ICPAU Conducts Financial Literacy Training for Journalists

Reporters and editors from the Nation Media Group and officials from ICPAU.

The Institute of Certified Public Accountants of Uganda (ICPAU) conducted a financial literacy training for journalists from the Nation Media Group (NMG) on 26 February 2020. The training was organised to equip business reporters and editors with financial literacy skills, to help them improve the quality of business news reporting.

CPA Mark Omona (foreground) elaborating a point, during the training.

The areas of focus were: contemporary issues in finance and accounting, accounting and financial reporting, interpreting financial statements, and corporate taxation.

CPA Henry Nabaasa, a Quality Assurance Officer at ICPAU advised journalists to consider materiality (items of foremost significance) when interpreting financial statements. He noted that the 2 most significant financial statements are the Statement of Financial Position and the Statement of Profit or Loss. CPA Nabaasa, however, cautioned journalists against ignoring the Statement of Cash flows, as the statement portrays an organisation’s ability to meet its day-to-day operations and obligations. He further advised journalists to review the Notes to financial statements, to obtain details of the figures presented.

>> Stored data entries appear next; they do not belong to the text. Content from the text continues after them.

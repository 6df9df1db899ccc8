//! Column descriptors: the per-column inference results a conversion works from.
//!
//! A [`ColumnSet`] is built once from a [`TableSource`] and is immutable afterwards. Changing a
//! column's spatial override goes through [`ColumnSet::with_spatial`], which returns a rebuilt
//! set and leaves the original untouched.

use std::fmt;

use crate::error::{ExtractError, ExtractResult};
use crate::inference::{infer_kind, DynamicKind, StaticType};
use crate::source::TableSource;
use crate::types::DataType;

/// Reference to a column by position or by name.
#[derive(Debug, Clone, PartialEq, Eq)]
pub enum ColumnRef {
    Index(usize),
    Name(String),
}

impl From<usize> for ColumnRef {
    fn from(index: usize) -> Self {
        ColumnRef::Index(index)
    }
}

impl From<&str> for ColumnRef {
    fn from(name: &str) -> Self {
        ColumnRef::Name(name.to_string())
    }
}

impl From<String> for ColumnRef {
    fn from(name: String) -> Self {
        ColumnRef::Name(name)
    }
}

impl fmt::Display for ColumnRef {
    fn fmt(&self, f: &mut fmt::Formatter<'_>) -> fmt::Result {
        match self {
            ColumnRef::Index(i) => write!(f, "at index {i}"),
            ColumnRef::Name(name) => write!(f, "'{name}'"),
        }
    }
}

/// Inference result for one column.
#[derive(Debug, Clone, PartialEq, Eq)]
pub struct ColumnDescriptor {
    /// Column name, unique within the table.
    pub name: String,
    /// Dynamic kind observed in the column's values.
    pub inferred_kind: DynamicKind,
    /// Output type of the column.
    pub static_type: StaticType,
    /// Whether the column is forced to [`StaticType::Spatial`].
    pub spatial_override: bool,
}

impl ColumnDescriptor {
    /// Infer the descriptor of the column at `index` from the source's current data.
    pub fn infer<S: TableSource + ?Sized>(source: &S, index: usize) -> ExtractResult<Self> {
        let names = source.column_names();
        let name = names.get(index).copied().ok_or_else(|| ExtractError::ColumnResolution {
            column: ColumnRef::Index(index).to_string(),
            available: names.len(),
        })?;
        let declared = source.column_type(index).cloned().unwrap_or(DataType::Object);

        let inferred_kind = infer_kind(&declared, source.column_values(index), |v| source.is_null(v));
        let static_type =
            StaticType::from_kind(inferred_kind).ok_or_else(|| ExtractError::UnrecognizedType {
                column: name.to_string(),
                kind: inferred_kind,
            })?;

        Ok(Self {
            name: name.to_string(),
            inferred_kind,
            static_type,
            spatial_override: false,
        })
    }
}

/// The descriptors of every column of a table, in column order.
#[derive(Debug, Clone, PartialEq, Eq)]
pub struct ColumnSet {
    columns: Vec<ColumnDescriptor>,
}

impl ColumnSet {
    /// Infer descriptors for all columns of `source`.
    ///
    /// Fails on the first column whose dynamic kind has no static type.
    pub fn infer<S: TableSource + ?Sized>(source: &S) -> ExtractResult<Self> {
        let columns = (0..source.column_count())
            .map(|index| ColumnDescriptor::infer(source, index))
            .collect::<ExtractResult<Vec<_>>>()?;
        Ok(Self { columns })
    }

    /// Number of columns.
    pub fn len(&self) -> usize {
        self.columns.len()
    }

    /// Whether the set has no columns.
    pub fn is_empty(&self) -> bool {
        self.columns.is_empty()
    }

    /// Descriptor at `index`.
    pub fn get(&self, index: usize) -> Option<&ColumnDescriptor> {
        self.columns.get(index)
    }

    /// Iterate descriptors in column order.
    pub fn iter(&self) -> impl Iterator<Item = &ColumnDescriptor> {
        self.columns.iter()
    }

    /// Static types aligned to column position.
    pub fn static_types(&self) -> Vec<StaticType> {
        self.columns.iter().map(|c| c.static_type).collect()
    }

    /// Resolve a column reference to a position.
    pub fn resolve(&self, column: &ColumnRef) -> ExtractResult<usize> {
        let found = match column {
            ColumnRef::Index(i) => (*i < self.columns.len()).then_some(*i),
            ColumnRef::Name(name) => self.columns.iter().position(|c| &c.name == name),
        };
        found.ok_or_else(|| ExtractError::ColumnResolution {
            column: column.to_string(),
            available: self.columns.len(),
        })
    }

    /// Return a new set with the spatial override of `column` set to `enabled`.
    ///
    /// Enabling forces [`StaticType::Spatial`] regardless of content. Disabling re-runs
    /// inference over the column's *current* values in `source`, so the restored type reflects
    /// any data changes made since the set was built.
    pub fn with_spatial<S: TableSource + ?Sized>(
        &self,
        source: &S,
        column: &ColumnRef,
        enabled: bool,
    ) -> ExtractResult<Self> {
        let index = self.resolve(column)?;
        let replacement = if enabled {
            ColumnDescriptor {
                static_type: StaticType::Spatial,
                spatial_override: true,
                ..self.columns[index].clone()
            }
        } else {
            ColumnDescriptor::infer(source, index)?
        };

        let mut columns = self.columns.clone();
        columns[index] = replacement;
        Ok(Self { columns })
    }
}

“Consider the variations in figures. Do not ignore sharp discrepancies in figures, as therein lies your big story,” CPA Nabaasa said.

CPA Mark Omona noted that accounting is important because it provides vital information which helps company directors to make informed decisions. He emphasized that accounting is concerned with 2 important issues, the financial condition and the financial performance of an organisation in a given period.

To help them appreciate the dynamics of accounting, journalists were taken through the fundamental principles that guide the preparation of financial statements. These are: economic entity assumption (separation of the entity from the owner), monetary unit assumption (currency of operation), measure specific time period assumption (accounts are prepared for a specific time), cost principle, full disclosure (disclose of all relevant principles), Going Concern principle (business should be seen to be operation for the foreseeable future), Matching principle (Match revenues and corresponding expenditure), Revenue recognition principle (record revenue after they have been realised), Materiality principle (operations must be able to influence decisions), Conservatism principle (not overstating or understating revenues).

Sam Settumba, the Business Editor at NMG thanked the ICPAU team for the training. “Thank you very much for this training. We will now have more informative reporting,” Settumba said.

The accountancy profession is one of the professions that is being affected by disruptions, such as the 4th industrial revolution. Accountants are preparing themselves by acquiring relevant skills, such as digital and soft skills, so that they meet the requirements and demands of the fast-moving world.

Other facilitators at the training were: CPA Charles Lutimba (Manager – Standards and Technical Support at ICPAU) and Mr. Robert Dhuule (Quality Assurance Officer at ICPAU). The training was held at the NMG offices.